26º domingo del Tiempo ordinario – A .
2ª lectura
1 Así
pues, por la consolación en Cristo y por el consuelo de la caridad, por la
comunión en el Espíritu y por las entrañas de misericordia, 2 colmad
mi gozo con vuestro mismo sentir, con vuestra misma caridad y concordia y con
vuestros mismos anhelos. 3 No actuéis por rivalidad ni por
vanagloria, sino con humildad, considerando cada uno a los demás como
superiores, 4 buscando no el propio interés, sino el de los demás.
5 Tened
entre vosotros los mismos sentimientos que tuvo Cristo Jesús,
6 el
cual, siendo de condición divina,
no consideró como presa codiciable
el ser igual a Dios,
7 sino
que se anonadó a sí mismo
tomando la forma de siervo,
hecho semejante a los hombres;
y, mostrándose igual que los demás
hombres,
8 se
humilló a sí mismo haciéndose obediente hasta la muerte,
y muerte de cruz.
9 Y
por eso Dios lo exaltó
y le otorgó el nombre
que está sobre todo nombre;
10 para
que al nombre de Jesús toda rodilla se doble
en los cielos, en la tierra y en los
abismos,
11 y
toda lengua confiese:
«¡Jesucristo es el Señor!»,
para gloria de Dios Padre.
El mayor gozo del Apóstol es la unidad de los cristianos, basada en la
caridad y en el ejemplo de Cristo.
Él es quien nos ha dado el más grande ejemplo de humildad, como queda
patente en los versículos siguientes, donde se conserva uno de los textos más
antiguos del Nuevo Testamento sobre la divinidad de Jesucristo. Quizá es un
himno utilizado por los primeros cristianos que San Pablo retoma. En él se
canta la humillación y la exaltación de Cristo. El Apóstol, teniendo presente
la divinidad de Cristo, centra su atención en la muerte de cruz como ejemplo
supremo de humildad y obediencia. «¿Qué hay de más humilde —se pregunta San
Gregorio de Nisa— en el Rey de los seres que el entrar en comunión con nuestra
pobre naturaleza? El Rey de Reyes y Señor de Señores se reviste de la forma de
nuestra esclavitud; el Juez del universo se hace tributario de príncipes
terrenos; el Señor de la creación nace en una cueva; quien abarca el mundo
entero no encuentra lugar en la posada (...); el puro e incorrupto se reviste
de la suciedad de la naturaleza humana, y pasando a través de todas nuestras necesidades,
llega hasta la experiencia de la muerte» (De
beatitudinibus 1).
Al principio del himno (vv. 6-8) se evoca el contraste entre
Jesucristo y Adán, que siendo hombre ambicionó ser como Dios (cfr Gn 3,5).
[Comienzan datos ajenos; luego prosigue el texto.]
//! Page Module - Assembling sections into one scrollable document.
//!
//! `build_page` walks the profile's present sections in declared order,
//! runs each section builder, and records an [`Anchor`] with the document
//! rows the section landed on. Anchors answer the geometry probes the
//! section tracker asks while scrolling.

use super::line::Line;
use super::sections as builders;
use crate::content::Profile;
use crate::state::sections::Section;
use crate::theme::t;
use crate::types::SectionBounds;

// =============================================================================
// Anchor and Page
// =============================================================================

/// Document rows occupied by one section, both ends inclusive.
#[derive(Debug, Clone, Copy, PartialEq, Eq)]
pub struct Anchor {
    pub section: Section,
    pub top: usize,
    pub bottom: usize,
}

/// The assembled document plus where each section landed.
#[derive(Debug, Clone, Default)]
pub struct Page {
    pub lines: Vec<Line>,
    pub anchors: Vec<Anchor>,
}

impl Page {
    /// Total document height in rows.
    pub fn height(&self) -> usize {
        self.lines.len()
    }

    /// Viewport-relative bounds of a section at a scroll offset, or `None`
    /// when the section is not on the page.
    pub fn bounds(&self, section: Section, scroll_offset: u16) -> Option<SectionBounds> {
        self.anchors
            .iter()
            .find(|anchor| anchor.section == section)
            .map(|anchor| {
                SectionBounds::new(
                    anchor.top as i32 - scroll_offset as i32,
                    anchor.bottom as i32 - scroll_offset as i32,
                )
            })
    }

    /// Document row a section starts on, for jump keys.
    pub fn anchor_top(&self, section: Section) -> Option<u16> {
        self.anchors
            .iter()
            .find(|anchor| anchor.section == section)
            .map(|anchor| anchor.top.min(u16::MAX as usize) as u16)
    }
}

// =============================================================================
// Building
// =============================================================================

/// Build the full document at a width, revealing `typed` in the hero.
///
/// Sections alternate between the page background and the muted band, the
/// way the original layout stripes them. Colors are read through the theme
/// accessor, so calling this inside an effect subscribes to palette swaps.
pub fn build_page(profile: &Profile, typed: &str, reveal_complete: bool, width: u16) -> Page {
    let theme = t();
    let mut lines: Vec<Line> = Vec::new();
    let mut anchors = Vec::new();

    for (index, section) in profile.sections().into_iter().enumerate() {
        let body = match section {
            Section::Home => builders::home(profile, typed, reveal_complete, width, &theme),
            Section::About => builders::about(profile, width, &theme),
            Section::Skills => builders::skills(profile, width, &theme),
            Section::Projects => builders::projects(profile, width, &theme),
            Section::Experience => builders::experience(profile, width, &theme),
            Section::Services => builders::services(profile, width, &theme),
            Section::Testimonials => builders::testimonials(profile, width, &theme),
            Section::Contact => builders::contact(profile, width, &theme),
        };

        let top = lines.len();
        let band = (index % 2 == 1).then(|| theme.bg_muted());
        for mut line in body {
            if let (Some(bg), None) = (band, line.bg) {
                line.bg = Some(bg);
            }
            lines.push(line);
        }
        anchors.push(Anchor {
            section,
            top,
            bottom: lines.len().saturating_sub(1),
        });
    }

    Page { lines, anchors }
}

// =============================================================================
// Tests
// =============================================================================

#[cfg(test)]
mod tests {
    use super::*;
    use crate::state::sections::{evaluate, REFERENCE_OFFSET};
    use crate::theme::{reset_accessor, reset_theme_state};

    fn setup() -> Profile {
        reset_theme_state();
        reset_accessor();
        Profile::builtin()
    }

    fn build(profile: &Profile) -> Page {
        build_page(profile, "", false, 80)
    }

    #[test]
    fn test_anchors_in_declared_order() {
        let profile = setup();
        let page = build(&profile);

        let order: Vec<Section> = page.anchors.iter().map(|a| a.section).collect();
        assert_eq!(order, profile.sections());
        assert_eq!(order.first(), Some(&Section::Home));
        assert_eq!(order.last(), Some(&Section::Contact));
    }

    #[test]
    fn test_anchors_tile_the_document() {
        let profile = setup();
        let page = build(&profile);

        assert_eq!(page.anchors[0].top, 0);
        for pair in page.anchors.windows(2) {
            assert_eq!(pair[1].top, pair[0].bottom + 1);
        }
        assert_eq!(
            page.anchors.last().unwrap().bottom,
            page.height() - 1,
        );
    }

    #[test]
    fn test_bounds_follow_scroll() {
        let profile = setup();
        let page = build(&profile);

        let about = page
            .anchors
            .iter()
            .find(|a| a.section == Section::About)
            .copied()
            .unwrap();

        let at_rest = page.bounds(Section::About, 0).unwrap();
        assert_eq!(at_rest.top, about.top as i32);

        let scrolled = page.bounds(Section::About, about.top as u16).unwrap();
        assert_eq!(scrolled.top, 0);
        assert_eq!(scrolled.bottom, (about.bottom - about.top) as i32);
    }

    #[test]
    fn test_missing_section_has_no_anchor() {
        let mut profile = setup();
        profile.testimonials.clear();
        let page = build(&profile);

        assert!(page.bounds(Section::Testimonials, 0).is_none());
        assert!(page.anchor_top(Section::Testimonials).is_none());
        // The rest still tile
        for pair in page.anchors.windows(2) {
            assert_eq!(pair[1].top, pair[0].bottom + 1);
        }
    }

    #[test]
    fn test_probe_picks_section_under_reference() {
        let profile = setup();
        let page = build(&profile);

        // At rest the first section owns the reference row
        let probe = |s: Section| page.bounds(s, 0);
        assert_eq!(
            evaluate(&Section::ALL, probe, REFERENCE_OFFSET),
            Some(Section::Home)
        );

        // Scrolled to a section's top, that section owns it
        for anchor in &page.anchors {
            let offset = anchor.top as u16;
            let probe = |s: Section| page.bounds(s, offset);
            assert_eq!(
                evaluate(&Section::ALL, probe, REFERENCE_OFFSET),
                Some(anchor.section),
                "at scroll {}",
                offset
            );
        }
    }

    #[test]
    fn test_height_stable_during_reveal() {
        let profile = setup();

        let start = build_page(&profile, "", false, 80);
        let end = build_page(&profile, &profile.typewriter_text, true, 80);
        assert_eq!(start.height(), end.height());
        assert_eq!(start.anchors, end.anchors);
    }

    #[test]
    fn test_bands_alternate() {
        let profile = setup();
        let page = build(&profile);

        // Second section sits on the muted band
        let about = page
            .anchors
            .iter()
            .find(|a| a.section == Section::About)
            .unwrap();
        assert!(page.lines[about.top].bg.is_some());

        // First does not
        let home = page.anchors.first().unwrap();
        assert!(page.lines[home.top].bg.is_none());
    }
}
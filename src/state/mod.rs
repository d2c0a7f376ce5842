//! State Module - Runtime state management systems
//!
//! This module contains the reactive state systems that power the page:
//!
//! - **Typewriter** - Grapheme-by-grapheme text reveal with its own pacing
//! - **Sections** - Which section of the page is considered active
//! - **Scroll** - Document offset, clamped operations, change subscriptions
//! - **Toggles** - Dark mode and the navigation menu overlay

pub mod scroll;
pub mod sections;
pub mod toggles;
pub mod typewriter;

pub use scroll::*;
pub use sections::*;
pub use toggles::*;
pub use typewriter::*;
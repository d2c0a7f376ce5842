//! # devfolio
//!
//! A single-page developer portfolio for the terminal.
//!
//! Built on [spark-signals](https://github.com/RLabs-Inc/spark-signals) for fine-grained reactivity.
//!
//! ## Architecture
//!
//! The page is a plain document of styled lines; the terminal is a viewport
//! over it. All interactive state lives in signals, and one render effect
//! repaints whenever a tracked value moves:
//! ```text
//! Profile → section builders → Page (lines + anchors) → render effect → terminal
//! ```
//!
//! Scrolling feeds the section tracker, which keeps the nav highlight on
//! the section under the reference row. The hero line is revealed by a
//! typewriter timer pumped from the event loop.
//!
//! ## Modules
//!
//! - [`types`] - Core types (Rgba, Attr, SectionBounds, etc.)
//! - [`content`] - Profile model, TOML loading, the built-in sample
//! - [`state`] - Reactive state (typewriter, sections, scroll, toggles)
//! - [`theme`] - Light/dark palettes behind a reactive accessor
//! - [`renderer`] - Line builders, page assembly, ANSI frame painting
//! - [`app`] - Terminal lifecycle and the event loop

pub mod app;
pub mod cli;
pub mod content;
pub mod logger;
pub mod renderer;
pub mod state;
pub mod text;
pub mod theme;
pub mod types;

// Re-export commonly used items
pub use types::*;

pub use content::{Profile, ProfileError};

pub use text::{
    center_in_width, grapheme_width, pad_to_width, string_width, truncate_text, wrap_text,
};

pub use renderer::{build_page, paint_frame, Anchor, Chrome, Line, OutputBuffer, Page, Span};

pub use state::{
    // Typewriter
    start_reveal, restart_reveal, cancel_reveal, revealed_text, revealed_count,
    reveal_signal, is_reveal_complete, is_reveal_running, reset_typewriter_state,
    Reveal, RevealId,
    // Sections
    active_section, set_active_section, update_active_section, evaluate,
    reset_section_state, Section, REFERENCE_OFFSET,
    // Scroll
    scroll_offset, set_scroll_offset, scroll_by, scroll_page, scroll_to_top,
    scroll_to_bottom, max_scroll, show_back_to_top, on_scroll, reset_scroll_state,
    // Toggles
    dark_mode, set_dark_mode, toggle_dark_mode, detect_dark_preference,
    init_dark_mode_from_env, is_menu_open, toggle_menu, close_menu,
    reset_toggle_state,
};

pub use theme::{
    // Types
    Theme, ThemeColor, ThemeAccessor,
    // Presets
    dark, light, theme_for,
    // Reactive state
    t, current_theme_name, set_theme, reset_theme_state, reset_accessor,
};

pub use app::{mount, run, tick, AppHandle, AppOptions};
//! Command-line interface definitions.
//!
//! Defines all CLI arguments using clap.

use clap::{Parser, ValueEnum};
use std::path::PathBuf;

/// Single-page developer portfolio for the terminal
#[derive(Parser, Debug, Clone)]
#[command(version, about, long_about = None)]
pub struct Cli {
    /// Profile file (TOML). Defaults to the built-in sample portfolio
    #[arg(short, long)]
    pub profile: Option<PathBuf>,

    /// Color theme. `auto` follows the terminal's reported palette
    #[arg(short, long, value_enum, default_value_t = ThemeArg::Auto)]
    pub theme: ThemeArg,

    /// Milliseconds between typed characters in the hero line
    #[arg(long = "type-delay", value_name = "MS")]
    pub type_delay: Option<u64>,
}

/// Theme selection from the command line.
#[derive(ValueEnum, Debug, Clone, Copy, PartialEq, Eq)]
pub enum ThemeArg {
    Auto,
    Light,
    Dark,
}

impl ThemeArg {
    /// The dark-mode override this selection carries, if any.
    pub const fn dark_mode(self) -> Option<bool> {
        match self {
            Self::Auto => None,
            Self::Light => Some(false),
            Self::Dark => Some(true),
        }
    }
}
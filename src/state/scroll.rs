//! Scroll State Module - Document scrolling and change notifications
//!
//! The page is one vertical document; this module owns its scroll offset:
//! - Offset signal with clamping against the current maximum
//! - Line / wheel / page scroll operations
//! - Subscriptions: callbacks fire once per committed offset change
//!
//! The maximum is passed in by the caller (it depends on the built page and
//! the viewport, which the renderer owns).
//!
//! # Example
//!
//! ```ignore
//! use devfolio::state::scroll;
//!
//! let max = scroll::max_scroll(page.lines.len(), viewport_rows);
//! scroll::scroll_by(scroll::WHEEL_SCROLL as i32, max);
//!
//! let unsubscribe = scroll::on_scroll(|offset| {
//!     // re-evaluate the active section
//! });
//! // ...
//! unsubscribe();
//! ```

use std::cell::RefCell;

use spark_signals::{signal, Signal};

// =============================================================================
// SCROLL CONSTANTS
// =============================================================================

/// Default scroll amount for arrow keys (lines).
pub const LINE_SCROLL: u16 = 1;

/// Default scroll amount for mouse wheel.
pub const WHEEL_SCROLL: u16 = 3;

/// Default scroll amount for Page Up/Down (90% of viewport).
pub const PAGE_SCROLL_FACTOR: f32 = 0.9;

/// Offset beyond which the status line offers the back-to-top hint.
pub const BACK_TO_TOP_THRESHOLD: u16 = 20;

// =============================================================================
// STATE
// =============================================================================

thread_local! {
    static SCROLL_OFFSET: Signal<u16> = signal(0);
    static SUBSCRIBERS: RefCell<ScrollSubscribers> = RefCell::new(ScrollSubscribers::new());
}

struct ScrollSubscribers {
    handlers: Vec<(usize, Box<dyn Fn(u16)>)>,
    next_id: usize,
}

impl ScrollSubscribers {
    fn new() -> Self {
        Self { handlers: Vec::new(), next_id: 0 }
    }

    fn next_id(&mut self) -> usize {
        let id = self.next_id;
        self.next_id += 1;
        id
    }
}

/// Current scroll offset (rows scrolled past the top).
pub fn scroll_offset() -> u16 {
    SCROLL_OFFSET.with(|s| s.get())
}

/// Maximum scroll offset for a page of `content_height` rows in a viewport
/// of `viewport_height` rows. Zero when the page fits.
pub fn max_scroll(content_height: usize, viewport_height: u16) -> u16 {
    content_height
        .saturating_sub(viewport_height as usize)
        .min(u16::MAX as usize) as u16
}

/// Commit a new offset: update the signal and notify subscribers.
/// No-op (and no notification) when the value is unchanged.
fn commit(new_offset: u16) -> bool {
    let changed = SCROLL_OFFSET.with(|s| {
        if s.get() == new_offset {
            false
        } else {
            s.set(new_offset);
            true
        }
    });

    if changed {
        SUBSCRIBERS.with(|subs| {
            let subs = subs.borrow();
            for (_, handler) in &subs.handlers {
                handler(new_offset);
            }
        });
    }

    changed
}

// =============================================================================
// SCROLL OPERATIONS
// =============================================================================

/// Set the scroll offset, clamped to `0..=max`.
pub fn set_scroll_offset(offset: u16, max: u16) {
    commit(offset.min(max));
}

/// Scroll by a delta amount (negative = up).
///
/// Returns `true` if scrolling occurred, `false` if already at boundary.
pub fn scroll_by(delta: i32, max: u16) -> bool {
    let current = scroll_offset();
    let new_offset = ((current as i32) + delta).clamp(0, max as i32) as u16;
    if new_offset == current {
        return false; // Already at boundary
    }
    commit(new_offset)
}

/// Scroll by most of a viewport (Page Up/Down). `direction` is +1 for down,
/// -1 for up.
pub fn scroll_page(direction: i32, viewport_height: u16, max: u16) -> bool {
    let step = ((viewport_height as f32) * PAGE_SCROLL_FACTOR).max(1.0) as i32;
    scroll_by(step * direction.signum(), max)
}

/// Scroll to the top of the document.
pub fn scroll_to_top() {
    commit(0);
}

/// Scroll to the bottom of the document.
pub fn scroll_to_bottom(max: u16) {
    commit(max);
}

/// Whether the page is far enough down to offer a back-to-top hint.
pub fn show_back_to_top() -> bool {
    scroll_offset() > BACK_TO_TOP_THRESHOLD
}

// =============================================================================
// SUBSCRIPTIONS
// =============================================================================

/// Subscribe to committed scroll changes. The handler receives the new
/// offset. Returns a cleanup function that unregisters exactly this handler.
pub fn on_scroll<F>(handler: F) -> impl FnOnce()
where
    F: Fn(u16) + 'static,
{
    let id = SUBSCRIBERS.with(|subs| {
        let mut subs = subs.borrow_mut();
        let id = subs.next_id();
        subs.handlers.push((id, Box::new(handler)));
        id
    });

    move || {
        SUBSCRIBERS.with(|subs| {
            let mut subs = subs.borrow_mut();
            subs.handlers.retain(|(handler_id, _)| *handler_id != id);
        });
    }
}

/// Reset scroll state (for testing)
pub fn reset_scroll_state() {
    SCROLL_OFFSET.with(|s| s.set(0));
    SUBSCRIBERS.with(|subs| {
        let mut subs = subs.borrow_mut();
        subs.handlers.clear();
        subs.next_id = 0;
    });
}

// =============================================================================
// TESTS
// =============================================================================

#[cfg(test)]
mod tests {
    use super::*;
    use std::cell::Cell;
    use std::rc::Rc;

    fn setup() {
        reset_scroll_state();
    }

    #[test]
    fn test_initial_offset_zero() {
        setup();
        assert_eq!(scroll_offset(), 0);
    }

    #[test]
    fn test_max_scroll() {
        assert_eq!(max_scroll(100, 24), 76);
        assert_eq!(max_scroll(10, 24), 0); // Page fits
        assert_eq!(max_scroll(24, 24), 0);
    }

    #[test]
    fn test_set_scroll_offset_clamps() {
        setup();

        set_scroll_offset(5, 10);
        assert_eq!(scroll_offset(), 5);

        // Exceeds max - should clamp
        set_scroll_offset(100, 10);
        assert_eq!(scroll_offset(), 10);

        set_scroll_offset(0, 10);
        assert_eq!(scroll_offset(), 0);
    }

    #[test]
    fn test_scroll_by_returns_bool() {
        setup();

        assert!(scroll_by(5, 10));
        assert_eq!(scroll_offset(), 5);

        // Scroll to boundary
        assert!(scroll_by(20, 10));
        assert_eq!(scroll_offset(), 10);

        // At boundary - should return false
        assert!(!scroll_by(1, 10));
        assert_eq!(scroll_offset(), 10); // Unchanged
    }

    #[test]
    fn test_scroll_by_negative() {
        setup();

        set_scroll_offset(5, 20);

        assert!(scroll_by(-3, 20));
        assert_eq!(scroll_offset(), 2);

        assert!(scroll_by(-10, 20));
        assert_eq!(scroll_offset(), 0);

        // At top - should return false
        assert!(!scroll_by(-1, 20));
    }

    #[test]
    fn test_scroll_page_step() {
        setup();

        // 90% of a 20-row viewport = 18 rows
        assert!(scroll_page(1, 20, 100));
        assert_eq!(scroll_offset(), 18);

        assert!(scroll_page(-1, 20, 100));
        assert_eq!(scroll_offset(), 0);
    }

    #[test]
    fn test_scroll_to_top_bottom() {
        setup();

        scroll_to_bottom(42);
        assert_eq!(scroll_offset(), 42);

        scroll_to_top();
        assert_eq!(scroll_offset(), 0);
    }

    #[test]
    fn test_back_to_top_threshold() {
        setup();

        assert!(!show_back_to_top());
        set_scroll_offset(BACK_TO_TOP_THRESHOLD, 100);
        assert!(!show_back_to_top()); // Strictly greater than
        set_scroll_offset(BACK_TO_TOP_THRESHOLD + 1, 100);
        assert!(show_back_to_top());
    }

    #[test]
    fn test_subscriber_notified_per_change() {
        setup();

        let seen = Rc::new(RefCell::new(Vec::new()));
        let seen_clone = seen.clone();
        let _cleanup = on_scroll(move |offset| {
            seen_clone.borrow_mut().push(offset);
        });

        scroll_by(3, 100);
        scroll_by(3, 100);
        scroll_to_top();

        assert_eq!(*seen.borrow(), vec![3, 6, 0]);
    }

    #[test]
    fn test_no_notification_at_boundary() {
        setup();

        let count = Rc::new(Cell::new(0));
        let count_clone = count.clone();
        let _cleanup = on_scroll(move |_| {
            count_clone.set(count_clone.get() + 1);
        });

        // Already at top: clamped no-ops fire nothing
        assert!(!scroll_by(-1, 100));
        set_scroll_offset(0, 100);
        assert_eq!(count.get(), 0);
    }

    #[test]
    fn test_unsubscribe_stops_notifications() {
        setup();

        let count = Rc::new(Cell::new(0));
        let count_clone = count.clone();
        let cleanup = on_scroll(move |_| {
            count_clone.set(count_clone.get() + 1);
        });

        scroll_by(1, 100);
        assert_eq!(count.get(), 1);

        cleanup();

        scroll_by(1, 100);
        assert_eq!(count.get(), 1); // No more increments
    }

    #[test]
    fn test_multiple_subscribers() {
        setup();

        let a = Rc::new(Cell::new(0));
        let b = Rc::new(Cell::new(0));
        let a_clone = a.clone();
        let b_clone = b.clone();
        let _cleanup_a = on_scroll(move |_| a_clone.set(a_clone.get() + 1));
        let cleanup_b = on_scroll(move |_| b_clone.set(b_clone.get() + 1));

        scroll_by(1, 100);
        assert_eq!((a.get(), b.get()), (1, 1));

        cleanup_b();
        scroll_by(1, 100);
        assert_eq!((a.get(), b.get()), (2, 1));
    }

    #[test]
    fn test_constants() {
        assert_eq!(LINE_SCROLL, 1);
        assert_eq!(WHEEL_SCROLL, 3);
        assert!((PAGE_SCROLL_FACTOR - 0.9).abs() < 0.001);
    }
}
// =============================================================================
// BUILT-IN SAMPLE
// =============================================================================

impl Profile {
    /// The sample portfolio shown when no profile file is given.
    pub fn builtin() -> Self {
        Self {
            name: "João Silva".into(),
            brand: "DevPortfolio".into(),
            greeting: "Olá, eu sou".into(),
            typewriter_text: "Desenvolvedor Full Stack Senior".into(),
            type_delay_ms: 80,
            tagline: "Especialista em criar soluções web e mobile de alta performance, \
                      com mais de 10 anos de experiência em desenvolvimento de software."
                .into(),
            about: About {
                subheading: "Desenvolvedor Full Stack com foco em soluções escaláveis".into(),
                paragraphs: vec![
                    "Com mais de uma década de experiência no desenvolvimento de software, \
                     tenho trabalhado com diversas tecnologias e frameworks para criar \
                     aplicações web e mobile de alta performance. Minha especialidade está \
                     em arquitetar soluções escaláveis e resilientes que atendam às \
                     necessidades de negócios em constante evolução."
                        .into(),
                    "Ao longo da minha carreira, tive a oportunidade de liderar equipes \
                     técnicas e colaborar em projetos desafiadores para empresas de \
                     diversos segmentos, desde startups até grandes corporações."
                        .into(),
                ],
                facts: vec![
                    Fact { label: "Nome".into(), value: "João Silva".into() },
                    Fact { label: "Email".into(), value: "contato@joaosilva.dev".into() },
                    Fact { label: "Localização".into(), value: "São Paulo, Brasil".into() },
                    Fact { label: "Disponibilidade".into(), value: "Freelance / Contrato".into() },
                ],
            },
            skill_groups: vec![
                SkillGroup {
                    title: "Desenvolvimento Frontend".into(),
                    skills: vec![
                        Skill { name: "React / React Native".into(), level: 95 },
                        Skill { name: "Vue.js".into(), level: 90 },
                        Skill { name: "JavaScript / TypeScript".into(), level: 98 },
                        Skill { name: "HTML5 / CSS3".into(), level: 95 },
                        Skill { name: "Tailwind CSS / SASS".into(), level: 92 },
                        Skill { name: "Redux / Zustand".into(), level: 88 },
                    ],
                },
                SkillGroup {
                    title: "Desenvolvimento Backend".into(),
                    skills: vec![
                        Skill { name: "Node.js / Express".into(), level: 96 },
                        Skill { name: "Python / Django / FastAPI".into(), level: 85 },
                        Skill { name: "PHP / Laravel".into(), level: 80 },
                        Skill { name: "MongoDB / PostgreSQL".into(), level: 92 },
                        Skill { name: "GraphQL / REST API".into(), level: 94 },
                        Skill { name: "AWS / Docker / CI/CD".into(), level: 88 },
                    ],
                },
            ],
            badges: vec![
                "React".into(),
                "Vue".into(),
                "Node".into(),
                "Python".into(),
                "AWS".into(),
                "Docker".into(),
                "TypeScript".into(),
                "MongoDB".into(),
                "GraphQL".into(),
                "Laravel".into(),
                "Tailwind".into(),
                "Git".into(),
            ],
            projects: vec![
                Project {
                    title: "E-commerce Platform".into(),
                    description: "Plataforma completa de e-commerce com painel administrativo, \
                                  pagamentos e análises em tempo real."
                        .into(),
                    tags: vec!["React".into(), "Node.js".into(), "MongoDB".into(), "AWS".into()],
                },
                Project {
                    title: "Banking Dashboard".into(),
                    description: "Dashboard financeiro com visualização de dados complexos e \
                                  sistema de autenticação avançado."
                        .into(),
                    tags: vec!["Vue.js".into(), "TypeScript".into(), "GraphQL".into(), "Docker".into()],
                },
                Project {
                    title: "Healthcare App".into(),
                    description: "Aplicativo móvel para monitoramento de saúde com integração a \
                                  dispositivos IoT e alertas em tempo real."
                        .into(),
                    tags: vec!["React Native".into(), "Firebase".into(), "Redux".into(), "Jest".into()],
                },
                Project {
                    title: "AI Content Generator".into(),
                    description: "Ferramenta de geração de conteúdo baseada em IA com \
                                  processamento de linguagem natural avançado."
                        .into(),
                    tags: vec!["Python".into(), "TensorFlow".into(), "FastAPI".into(), "Next.js".into()],
                },
            ],
            experience: vec![
                ExperienceEntry {
                    period: "2020 - Presente".into(),
                    company: "TechInnovate Solutions".into(),
                    role: "Tech Lead / Arquiteto de Software".into(),
                    summary: "Lidero uma equipe de 8 desenvolvedores em projetos de grande \
                              escala para clientes internacionais. Responsável pela arquitetura \
                              de sistemas, definição de padrões técnicos e mentoria da equipe. \
                              Implementei práticas de CI/CD que reduziram o tempo de deploy em 70%."
                        .into(),
                },
                ExperienceEntry {
                    period: "2017 - 2020".into(),
                    company: "Global Software Inc.".into(),
                    role: "Desenvolvedor Full Stack Senior".into(),
                    summary: "Desenvolvi e mantive aplicações web e mobile para o setor \
                              financeiro, utilizando React, Node.js e AWS. Implementei uma \
                              arquitetura de microserviços que melhorou a escalabilidade e \
                              reduziu custos de infraestrutura em 40%."
                        .into(),
                },
                ExperienceEntry {
                    period: "2014 - 2017".into(),
                    company: "Digital Solutions".into(),
                    role: "Desenvolvedor Frontend".into(),
                    summary: "Trabalhei no desenvolvimento de interfaces para aplicações web \
                              utilizando Angular e Vue.js. Colaborei com designers e \
                              stakeholders para criar experiências de usuário intuitivas e \
                              responsivas."
                        .into(),
                },
                ExperienceEntry {
                    period: "2012 - 2014".into(),
                    company: "StartupX".into(),
                    role: "Desenvolvedor Web".into(),
                    summary: "Participei do desenvolvimento de uma plataforma SaaS para gestão \
                              de projetos, utilizando PHP/Laravel e jQuery. Implementei \
                              funcionalidades que ajudaram a empresa a crescer sua base de \
                              usuários em 200% em 18 meses."
                        .into(),
                },
            ],
            services: vec![
                Service {
                    icon: "💻".into(),
                    title: "Desenvolvimento Web".into(),
                    description: "Criação de sites e aplicações web responsivas, modernas e de \
                                  alta performance utilizando as tecnologias mais recentes do \
                                  mercado."
                        .into(),
                },
                Service {
                    icon: "📱".into(),
                    title: "Desenvolvimento Mobile".into(),
                    description: "Desenvolvimento de aplicativos nativos e híbridos para iOS e \
                                  Android, com foco em experiência do usuário e performance."
                        .into(),
                },
                Service {
                    icon: "🔧".into(),
                    title: "Arquitetura de Software".into(),
                    description: "Planejamento e implementação de arquiteturas escaláveis, \
                                  seguras e de fácil manutenção para sistemas complexos."
                        .into(),
                },
                Service {
                    icon: "☁️".into(),
                    title: "DevOps & Cloud".into(),
                    description: "Configuração e otimização de infraestrutura em nuvem, \
                                  pipelines de CI/CD e automação de processos de \
                                  desenvolvimento."
                        .into(),
                },
                Service {
                    icon: "🔍".into(),
                    title: "Consultoria Técnica".into(),
                    description: "Análise e otimização de sistemas existentes, recomendações de \
                                  tecnologias e estratégias para melhorar a eficiência e \
                                  reduzir custos."
                        .into(),
                },
                Service {
                    icon: "🛠️".into(),
                    title: "Manutenção & Suporte".into(),
                    description: "Serviços contínuos de manutenção, atualizações de segurança e \
                                  suporte técnico para garantir o funcionamento ideal das \
                                  aplicações."
                        .into(),
                },
            ],
            testimonials: vec![
                Testimonial {
                    quote: "João transformou completamente nossa plataforma digital. Sua \
                            expertise técnica e capacidade de entender nosso negócio foram \
                            fundamentais para o sucesso do projeto."
                        .into(),
                    author: "Ana Martins".into(),
                    role: "CEO, TechStart".into(),
                },
                Testimonial {
                    quote: "Trabalhei com João em vários projetos e sempre fiquei impressionado \
                            com sua capacidade técnica e profissionalismo. Ele entrega \
                            consistentemente soluções de alta qualidade dentro do prazo."
                        .into(),
                    author: "Carlos Mendes".into(),
                    role: "CTO, FinTech Solutions".into(),
                },
                Testimonial {
                    quote: "A capacidade do João de transformar requisitos complexos em \
                            soluções elegantes é impressionante. Ele não apenas resolveu nossos \
                            problemas técnicos, mas também trouxe ideias inovadoras que \
                            melhoraram nosso produto."
                        .into(),
                    author: "Mariana Costa".into(),
                    role: "Product Manager, E-commerce Global".into(),
                },
            ],
            contact: Contact {
                phone: "+55 (11) 98765-4321".into(),
                email: "contato@joaosilva.dev".into(),
                location: "São Paulo, SP - Brasil".into(),
            },
            social: vec![
                SocialLink { label: "GitHub".into(), url: "github.com/joaosilva".into() },
                SocialLink { label: "LinkedIn".into(), url: "linkedin.com/in/joaosilva".into() },
                SocialLink { label: "Twitter".into(), url: "twitter.com/joaosilva".into() },
                SocialLink { label: "Instagram".into(), url: "instagram.com/joaosilva.dev".into() },
            ],
            accent: None,
        }
    }
}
Por
el contrario, Jesucristo, siendo Dios, «se anonadó a sí mismo» (v. 7). «Al
afirmar que se anonadó no indicamos otra cosa sino que tomó la condición de
siervo, no que perdiera la divina. Permaneció inmutable la naturaleza en la
que, existiendo en condición divina, es igual al Padre, y asumió la nuestra
mudable, en la cual nació de la
Virgen » (S. Agustín, Contra
Faustum 3,6).
La obediencia de Cristo hasta la cruz (v. 8) repara la desobediencia
del primer hombre. «El Hijo unigénito de Dios, Palabra y Sabiduría del Padre,
que estaba junto a Dios en la gloria que había antes de la existencia del
mundo, se humilló y, tomando la forma de esclavo, se hizo obediente hasta la
muerte, con el fin de enseñar la obediencia a quienes sólo con ella podían
alcanzar la salvación» (Orígenes, De
principiis 3,5,6).
Dios Padre, al resucitar a Jesús y sentarlo a su derecha (vv. 9-11),
concedió a su Humanidad el poder manifestar la gloria de la divinidad que le
corresponde —«el nombre que está sobre todo nombre», es decir, el nombre de
Dios—. Sin embargo, «esta expresión “le exaltó” no pretende significar que haya
sido exaltada la naturaleza del Verbo (...). Términos como “humillado” y
“exaltado” se refieren únicamente a la dimensión humana. Efectivamente, sólo lo
que es humilde es susceptible de ser ensalzado» (S. Atanasio, Contra Arianos 1,41).
Todas las criaturas quedaron sometidas a su poder, y los hombres
deberán confesar la verdad fundamental de la doctrina cristiana: «Jesucristo es
el Señor». La palabra griega Kyrios
empleada por San Pablo en esta fórmula es utilizada por la antigua versión
griega llamada de los Setenta para traducir del hebreo el nombre de Dios. De
ahí que esa fórmula sea una proclamación de que Jesucristo es Dios.